Marco Schuler, Go! Go! Go!.
Kunsthalle Darmstadt, Steubenplatz 1, Darmstadt.
Mittwoch bis Sonntag 11.00 bis 17.00 Uhr.
Bis 23. Juli 2023.
Zur Ausstellung ist ein Katalog erschienen, mit Texten von Katharina Cichosch und Wolfgang Ullrich, Darmstadt 2023, 100 S.

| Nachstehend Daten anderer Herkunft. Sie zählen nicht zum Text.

//! WT101 downlink constants and command opcodes.

use core::fmt;

/// Marker byte that starts every command frame
pub const COMMAND_PREFIX: u8 = 0xFF;

/// Payload byte of argument-less trigger commands
pub const TRIGGER_PAYLOAD: u8 = 0xFF;

/// Payload byte of the sync-time command
pub const SYNC_TIME_PAYLOAD: u8 = 0x02;

/// Reserved byte preceding the report interval
pub const REPORT_INTERVAL_RESERVED: u8 = 0x00;

/// Multiplier for fields carrying one decimal digit
pub const FIXED_POINT_SCALE: f64 = 10.0;

/// Largest frame the device accepts (open window detection)
pub const MAX_FRAME_SIZE: usize = 6;

/// Capacity of a full downlink (all 16 settings come to 60 bytes)
pub const MAX_DOWNLINK_SIZE: usize = 64;

/// Number of distinct frames a single request can produce
pub const MAX_FRAMES: usize = 16;

// =============================================================================
// Validation Bounds (inclusive)
// =============================================================================

/// Timezone offset in hours
pub const TIMEZONE_RANGE: (i32, i32) = (-12, 12);

/// Report interval in minutes
pub const REPORT_INTERVAL_RANGE: (i32, i32) = (1, 1440);

/// Valve opening in percent
pub const VALVE_OPENING_RANGE: (i32, i32) = (0, 100);

// =============================================================================
// Opcodes
// =============================================================================

/// WT101 downlink command opcodes
///
/// Declaration order is the order frames are emitted in when a request
/// configures several settings at once.
#[derive(Debug, Clone, Copy, PartialEq, Eq, Hash)]
#[cfg_attr(feature = "defmt", derive(defmt::Format))]
#[repr(u8)]
pub enum Opcode {
    /// Restart the device
    Reboot = 0x10,
    /// Request an immediate status report
    ReportStatus = 0x28,
    /// Request time synchronisation
    SyncTime = 0x3B,
    /// Periodic report interval
    ReportInterval = 0x8E,
    /// Timezone offset
    Timezone = 0x17,
    /// Temperature sensor calibration
    TemperatureCalibration = 0xAB,
    /// Temperature control on/off
    TemperatureControl = 0xB3,
    /// Temperature control mode (auto/manual)
    TemperatureControlMode = 0xAE,
    /// Target temperature and tolerance
    TemperatureTarget = 0xB1,
    /// Open window detection
    OpenWindowDetection = 0xAF,
    /// Leave the open-window state
    RestoreOpenWindowDetection = 0x57,
    /// Manual valve opening
    ValveOpening = 0xB4,
    /// Valve calibration
    ValveCalibration = 0xAD,
    /// Valve control algorithm
    ValveControlAlgorithm = 0xAC,
    /// Freeze protection
    FreezeProtection = 0xB0,
    /// Child lock
    ChildLock = 0x25,
}

impl Opcode {
    /// All opcodes in emission order
    pub const ALL: [Opcode; MAX_FRAMES] = [
        Opcode::Reboot,
        Opcode::ReportStatus,
        Opcode::SyncTime,
        Opcode::ReportInterval,
        Opcode::Timezone,
        Opcode::TemperatureCalibration,
        Opcode::TemperatureControl,
        Opcode::TemperatureControlMode,
        Opcode::TemperatureTarget,
        Opcode::OpenWindowDetection,
        Opcode::RestoreOpenWindowDetection,
        Opcode::ValveOpening,
        Opcode::ValveCalibration,
        Opcode::ValveControlAlgorithm,
        Opcode::FreezeProtection,
        Opcode::ChildLock,
    ];

    /// Convert from raw opcode byte
    pub const fn from_u8(value: u8) -> Option<Self> {
        match value {
            0x10 => Some(Self::Reboot),
            0x28 => Some(Self::ReportStatus),
            0x3B => Some(Self::SyncTime),
            0x8E => Some(Self::ReportInterval),
            0x17 => Some(Self::Timezone),
            0xAB => Some(Self::TemperatureCalibration),
            0xB3 => Some(Self::TemperatureControl),
            0xAE => Some(Self::TemperatureControlMode),
            0xB1 => Some(Self::TemperatureTarget),
            0xAF => Some(Self::OpenWindowDetection),
            0x57 => Some(Self::RestoreOpenWindowDetection),
            0xB4 => Some(Self::ValveOpening),
            0xAD => Some(Self::ValveCalibration),
            0xAC => Some(Self::ValveControlAlgorithm),
            0xB0 => Some(Self::FreezeProtection),
            0x25 => Some(Self::ChildLock),
            _ => None,
        }
    }

    /// Convert to raw opcode byte
    pub const fn to_u8(self) -> u8 {
        self as u8
    }

    /// Request key that configures this opcode
    pub const fn key(self) -> &'static str {
        match self {
            Self::Reboot => "reboot",
            Self::ReportStatus => "report_status",
            Self::SyncTime => "sync_time",
            Self::ReportInterval => "report_interval",
            Self::Timezone => "timezone",
            Self::TemperatureCalibration => "temperature_calibration",
            Self::TemperatureControl => "temperature_control.enable",
            Self::TemperatureControlMode => "temperature_control.mode",
            Self::TemperatureTarget => "temperature_target",
            Self::OpenWindowDetection => "open_window_detection",
            Self::RestoreOpenWindowDetection => "restore_open_window_detection_status",
            Self::ValveOpening => "valve_opening",
            Self::ValveCalibration => "valve_calibration",
            Self::ValveControlAlgorithm => "valve_control_algorithm",
            Self::FreezeProtection => "freeze_protection",
            Self::ChildLock => "child_lock",
        }
    }

    /// Total frame length (prefix + opcode + payload)
    ///
    /// A disabled temperature calibration is the one short form: it drops the
    /// temperature field and is 3 bytes instead of the 5 given here.
    pub const fn frame_len(self) -> usize {
        match self {
            Self::Reboot
            | Self::ReportStatus
            | Self::SyncTime
            | Self::TemperatureControl
            | Self::TemperatureControlMode
            | Self::RestoreOpenWindowDetection
            | Self::ValveOpening
            | Self::ValveCalibration
            | Self::ValveControlAlgorithm
            | Self::ChildLock => 3,
            Self::Timezone => 4,
            Self::ReportInterval
            | Self::TemperatureCalibration
            | Self::TemperatureTarget
            | Self::FreezeProtection => 5,
            Self::OpenWindowDetection => 6,
        }
    }
}

impl fmt::Display for Opcode {
    fn fmt(&self, f: &mut fmt::Formatter<'_>) -> fmt::Result {
        write!(f, "{} (0x{:02X})", self.key(), self.to_u8())
    }
}
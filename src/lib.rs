#![cfg_attr(all(not(test), not(feature = "std")), no_std)]
#![doc = include_str!("../README.md")]

//! # wt101-codec
//!
//! Downlink command encoder for the WT101 thermostatic radiator valve.
//!
//! A [`ConfigurationRequest`] names the settings to change; [`encode`] turns
//! every present setting into one fixed-length command frame
//! (`0xFF, opcode, payload...`) and concatenates the frames in a fixed order.
//!
//! ## Features
//!
//! - `no_std`, allocation-free (`heapless` buffers)
//! - Typed request with one optional field per setting
//! - Structured errors naming the offending field
//! - Optional JSON front end for untyped requests (`json`, on by default)
//! - Logging through `log` or `defmt`
//!
//! ## Example
//!
//! ```rust
//! use wt101_codec::{encode, ConfigurationRequest};
//!
//! let request = ConfigurationRequest::new().with_timezone(-4.0);
//! assert_eq!(encode(&request)?.as_slice(), &[0xFF, 0x17, 0xD8, 0xFF]);
//! # Ok::<(), wt101_codec::EncodeError>(())
//! ```

// Macro modules (must be declared before use)
#[macro_use]
mod logging;

pub mod encoder;
pub mod error;
#[cfg(feature = "json")]
pub mod json;
pub mod protocol;
pub mod request;
pub mod settings;

// Re-export commonly used types
#[doc(inline)]
pub use encoder::{encode, frames, Downlink, Frames};
#[cfg(feature = "json")]
#[doc(inline)]
pub use encoder::encode_json;
#[doc(inline)]
pub use error::{EncodeError, Result};
#[doc(inline)]
pub use protocol::{Frame, Opcode};
#[doc(inline)]
pub use request::ConfigurationRequest;
//! WT101 downlink protocol layer.
//!
//! - [`constants`] - Opcodes, marker bytes, validation bounds
//! - [`frame`] - Frame type and the little-endian frame writer

pub mod constants;
pub mod frame;

// Re-export commonly used types
#[doc(inline)]
pub use constants::Opcode;
#[doc(inline)]
pub use frame::{Frame, FrameWriter};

In der Elektronik beschreibt die Reihenschaltung eine Anordnung von mehreren hintereinander geschalteten Elementen, so dass diese einen einzigen Strompfad bilden. Einfach Stecker rein, anknipsen und – Brzzz! Es ist nicht abwegig, auch die Ausstellung von Marco Schuler (*1972) in der Kunsthalle Darmstadt in Begriffen von Ladung, Spannung, Stromstärke und Energieflüssen zu beschreiben. Dicht an dicht hängen seine Bilder an der Schauwand im Entree, nur durch eine Glasfront vom Außenraum getrennt, wo zur Begrüßung zwei scharfkantige Oversize-Metallzwerge der Skulpturenserie „Radix“ in die Stadt lachen und schon mal das Thema setzen: Aggressive Niedlichkeit, um das Böse zu bannen. Zwei Wandöffnungen geben dahinter den Blick frei in den Oberlichtsaal, und auch hier folgt die Ordnung der Bilder einem eng getakteten Rhythmus, der nichts von der geschmäcklerischen Prätention einer Petersburger Hängung hat, sondern vor allem auf eines zielt: Bewegung. Die Bilder sollen sich gegenseitig anspornen, Energie weitergeben, den Raum unter Strom setzen.
Nicht zufällig hat Schuler seiner Schau den Titel „Go! Go! Go!“ gegeben. Es ist die bislang umfangreichste Präsentation der Malerei des Künstlers, der eigentlich Bildhauerei studiert hat, aber nie Skrupel hatte, das Medium zu wechseln, weil Skulptur nicht zwingend ein statisches Objekt ist, sondern zuerst Effekt einer Handlung. Oder einer Performance: „Tok! Tok! Tok!“ schallt es aus dem Nebenraum, in dem fünf tablet-große Monitore an der Wand hängen. Auf einem sieht man den Künstler im orangefarbene Overall in einer alten Burgruine von Wand zu Wand laufen. Auf dem Kopf trägt er einen Blecheimer, mit dem er bei jeder Kehre – Tok! – gegen die Mauer kracht. Es ist eines seiner frühen Videos aus den 2000er Jahren, die Schuler im Künstlergespräch mit Wolfgang Ullrich Anfang Mai als „Armaturenbrett meiner Arbeit“ beschrieb. Sie geben das Tempo vor und den Witz, die Intensität, den Grad der Verausgabung und der Reduktion. Und mit dem Orange des Overalls sogar die Farbe, mit der Schuler die Leinwände grundiert und so jedes Bild als Signal beginnt.
In Darmstadt sind neben einigen Videos und einer Reihe von Aluskulpturen mehr als 100 Bilder zu sehen, rund ein Drittel stammen von 2022 und 2023. Bevölkert werden sie von einer Unmenge an Fantasiewesen, von Kopffüßlern und Pilzfamilien, Quallengesichtern, Korallenbäumen, Kinderastronauten oder Totentänzern, die gut gelaunt und oft mit leiser Melancholie in grellen Landschaften posieren oder in bedrohlich verkanteten Räumen, gerne lachend oder auf dem Kopf stehend, wie übermütige Bezwinger heimlicher Ängste und hartnäckiger Dämonen.